From Bob Herbert's column in the New York Times:
Senator Kerry will introduce legislation next week to create a federal infrastructure bank — officially, the American Infrastructure Financing Authority — to provide loans and loan guarantees to large, essential infrastructure projects. The loans will be seed money used to leverage other sources of funding.
"These are strictly loans — not grants — for commercially viable projects," the senator said. "The federal government does no more than 50 percent of the loan. We expect that to leverage $600 billion or so in infrastructure investments over time."
Mr. Kerry said the initial cost to the government would be $10 billion.

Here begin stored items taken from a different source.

//! Exports configuration data fixed at build/package time.

pub const NETCACHE_PKG_VERSION: &str = env!("CARGO_PKG_VERSION");

/// Default system-wide configuration directory.
pub const CONFIGDIR: &str = "/etc/netcache";

/// Default config file name inside [`CONFIGDIR`].
pub const DEFAULT_CONFIG_FILE: &str = "netcached.conf";

#[macro_export]
macro_rules! NETCACHE_RUN_DIR_M {
    () => {
        "/run/netcache"
    };
}

#[macro_export]
macro_rules! NETCACHE_STATE_DIR_M {
    () => {
        "/var/lib/netcache"
    };
}

#[macro_export]
macro_rules! NETCACHE_LOG_DIR_M {
    () => {
        "/var/log/netcache"
    };
}

/// namespaced directory for in-memory (tmpfs) run state
pub const NETCACHE_RUN_DIR: &str = NETCACHE_RUN_DIR_M!();

/// namespaced directory for persistent state
pub const NETCACHE_STATE_DIR: &str = NETCACHE_STATE_DIR_M!();

/// namespaced directory for log files
pub const NETCACHE_LOG_DIR: &str = NETCACHE_LOG_DIR_M!();

/// Default prefix used for storage files inside a datastore directory,
/// e.g. `<prefix>1.db`, `<prefix>.index.db`.
pub const DEFAULT_STORAGE_PREFIX: &str = "nccache";

/// Name of the advisory "unclean shutdown" lock file, formatted with the pid.
pub fn started_lockfile_name(prefix: &str, pid: u32) -> String {
    format!("{prefix}_started_{pid}")
}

If these projects are so "commercially viable," why do they need loans or loan guarantees from the government? One of the things about commercial viability, after all, is that it's often in the eye of the beholder. Another thing is that what looks commercially viable at one point turns out to be not so commercially viable at another point. Remember the Evergreen Solar factory in Massachusetts and the Range Fuels cellulosic ethanol plant in Georgia?

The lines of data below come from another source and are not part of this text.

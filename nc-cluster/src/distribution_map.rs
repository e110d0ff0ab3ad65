//! Static view of the cluster (§4.5): `slot -> peers`, `peer -> slots`, and
//! each peer's common-slot set with self, derived once from configuration
//! and swapped as a whole on reconfiguration rather than mutated in place.

use std::collections::{HashMap, HashSet};
use std::sync::Arc;

use anyhow::{bail, Result};
use parking_lot::RwLock;
use rand::seq::SliceRandom;
use rand::thread_rng;

use nc_api_types::{PeerId, SlotId};
use nc_config::Config;

struct Inner {
    self_peer: Option<PeerId>,
    self_slots: Vec<SlotId>,
    slot_to_peers: HashMap<SlotId, Vec<PeerId>>,
    peer_to_slots: HashMap<PeerId, Vec<SlotId>>,
    common_slots: HashMap<PeerId, Vec<SlotId>>,
}

fn build(self_peer: Option<PeerId>, self_slots: &[SlotId], peers: &[(PeerId, Vec<SlotId>)]) -> Inner {
    let mut slot_to_peers: HashMap<SlotId, Vec<PeerId>> = HashMap::new();
    let mut peer_to_slots: HashMap<PeerId, Vec<SlotId>> = HashMap::new();
    let mut common_slots: HashMap<PeerId, Vec<SlotId>> = HashMap::new();

    let self_slot_set: HashSet<SlotId> = self_slots.iter().copied().collect();

    for (peer, slots) in peers {
        peer_to_slots.insert(peer.clone(), slots.clone());
        for slot in slots {
            slot_to_peers.entry(*slot).or_default().push(peer.clone());
        }
        let common: Vec<SlotId> = slots.iter().copied().filter(|s| self_slot_set.contains(s)).collect();
        common_slots.insert(peer.clone(), common);
    }

    Inner {
        self_peer,
        self_slots: self_slots.to_vec(),
        slot_to_peers,
        peer_to_slots,
        common_slots,
    }
}

/// Held behind a reader-writer lock rather than mutated field-by-field, so a
/// reconfiguration is a single atomic pointer swap and readers never observe
/// a half-updated map (§9: "rewrite process-wide singletons as explicit
/// dependency-injected contexts").
pub struct DistributionMap {
    inner: RwLock<Arc<Inner>>,
}

impl DistributionMap {
    pub fn from_config(config: &Config) -> Self {
        let inner = build(config.self_peer.clone(), &config.self_slots, &config.mirror.peers);
        DistributionMap {
            inner: RwLock::new(Arc::new(inner)),
        }
    }

    /// Apply a reconfiguration. Self's own slot list is immutable after
    /// startup (§4.5, §9): only the peer set may change.
    pub fn reconfigure(&self, peers: &[(PeerId, Vec<SlotId>)]) -> Result<()> {
        let current = self.inner.read().clone();
        let next = build(current.self_peer.clone(), &current.self_slots, peers);
        *self.inner.write() = Arc::new(next);
        Ok(())
    }

    /// Rejects any attempt to change self's own slot list; a caller that
    /// already decided to reconfigure should check this before calling
    /// [`Self::reconfigure`] if the new self-slots differ from startup.
    pub fn validate_self_slots_unchanged(&self, proposed_self_slots: &[SlotId]) -> Result<()> {
        let current = self.inner.read();
        let mut a = current.self_slots.clone();
        let mut b = proposed_self_slots.to_vec();
        a.sort_unstable();
        b.sort_unstable();
        if a != b {
            bail!(nc_api_types::StorageError::ReconfigRejected(
                "self slot list may not change after startup".into()
            ));
        }
        Ok(())
    }

    pub fn self_slots(&self) -> Vec<SlotId> {
        self.inner.read().self_slots.clone()
    }

    pub fn self_peer(&self) -> Option<PeerId> {
        self.inner.read().self_peer.clone()
    }

    pub fn is_served_locally(&self, slot: SlotId) -> bool {
        self.inner.read().self_slots.contains(&slot)
    }

    /// `GetServersForSlot(slot)`: peers serving `slot`, self's group shuffled
    /// first, then out-of-group peers shuffled (§4.5). There is no explicit
    /// peer-group concept in configuration here, so "self's group" is
    /// approximated by peers that share at least one other slot with self;
    /// ties within each half are broken by a fresh random shuffle per call.
    pub fn get_servers_for_slot(&self, slot: SlotId) -> Vec<PeerId> {
        let inner = self.inner.read();
        let Some(all) = inner.slot_to_peers.get(&slot) else {
            return Vec::new();
        };
        let mut in_group: Vec<PeerId> = Vec::new();
        let mut out_group: Vec<PeerId> = Vec::new();
        for peer in all {
            let shares_other_slot = inner
                .common_slots
                .get(peer)
                .map(|common| !common.is_empty())
                .unwrap_or(false);
            if shares_other_slot {
                in_group.push(peer.clone());
            } else {
                out_group.push(peer.clone());
            }
        }
        in_group.shuffle(&mut thread_rng());
        out_group.shuffle(&mut thread_rng());
        in_group.extend(out_group);
        in_group
    }

    pub fn peer_slots(&self, peer: &PeerId) -> Vec<SlotId> {
        self.inner.read().peer_to_slots.get(peer).cloned().unwrap_or_default()
    }

    pub fn common_slots(&self, peer: &PeerId) -> Vec<SlotId> {
        self.inner.read().common_slots.get(peer).cloned().unwrap_or_default()
    }

    pub fn all_peers(&self) -> Vec<PeerId> {
        self.inner.read().peer_to_slots.keys().cloned().collect()
    }
}

#[cfg(test)]
mod tests {
    use super::*;

    fn config(self_slots: Vec<SlotId>, peers: Vec<(PeerId, Vec<SlotId>)>) -> Config {
        let mut cfg = Config::default();
        cfg.self_peer = Some(PeerId::from("self"));
        cfg.self_slots = self_slots;
        cfg.mirror.peers = peers;
        cfg
    }

    #[test]
    fn slot_lookup_and_served_locally() {
        let cfg = config(
            vec![1, 2],
            vec![
                (PeerId::from("a"), vec![1, 3]),
                (PeerId::from("b"), vec![2]),
            ],
        );
        let map = DistributionMap::from_config(&cfg);
        assert!(map.is_served_locally(1));
        assert!(!map.is_served_locally(3));
        let servers = map.get_servers_for_slot(1);
        assert_eq!(servers, vec![PeerId::from("a")]);
        assert!(map.get_servers_for_slot(99).is_empty());
    }

    #[test]
    fn common_slots_is_intersection() {
        let cfg = config(vec![1, 2, 3], vec![(PeerId::from("a"), vec![2, 3, 9])]);
        let map = DistributionMap::from_config(&cfg);
        let mut common = map.common_slots(&PeerId::from("a"));
        common.sort_unstable();
        assert_eq!(common, vec![2, 3]);
    }

    #[test]
    fn reconfigure_preserves_self_slots() {
        let cfg = config(vec![1], vec![(PeerId::from("a"), vec![1])]);
        let map = DistributionMap::from_config(&cfg);
        map.reconfigure(&[(PeerId::from("a"), vec![1]), (PeerId::from("c"), vec![1])])
            .unwrap();
        assert_eq!(map.all_peers().len(), 2);
        assert_eq!(map.self_slots(), vec![1]);
    }

    #[test]
    fn rejects_self_slot_change() {
        let cfg = config(vec![1, 2], vec![]);
        let map = DistributionMap::from_config(&cfg);
        assert!(map.validate_self_slots_unchanged(&[1, 2]).is_ok());
        assert!(map.validate_self_slots_unchanged(&[1, 3]).is_err());
    }
}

The same reasoning that applies to many other government subsidies applies here. If the projects are so good, they shouldn't need a subsidy. And if the projects aren't so good, why is the government taxing the private sector to back mediocre projects rather than leaving the money in the private sector where it can be allocated more efficiently to projects that are strong enough to attract funding on their own without a subsidy?
The Times column says Senator Kerry expects "bipartisan" support for his bill, and indeed infrastructure spending is a big favorite of the Chamber of Commerce and of companies like CAT and GE and Bechtel that profit from it. It'll be interesting to see which, if any, Republicans sponsor the bill along with Senator Kerry, a Democrat from Massachusetts.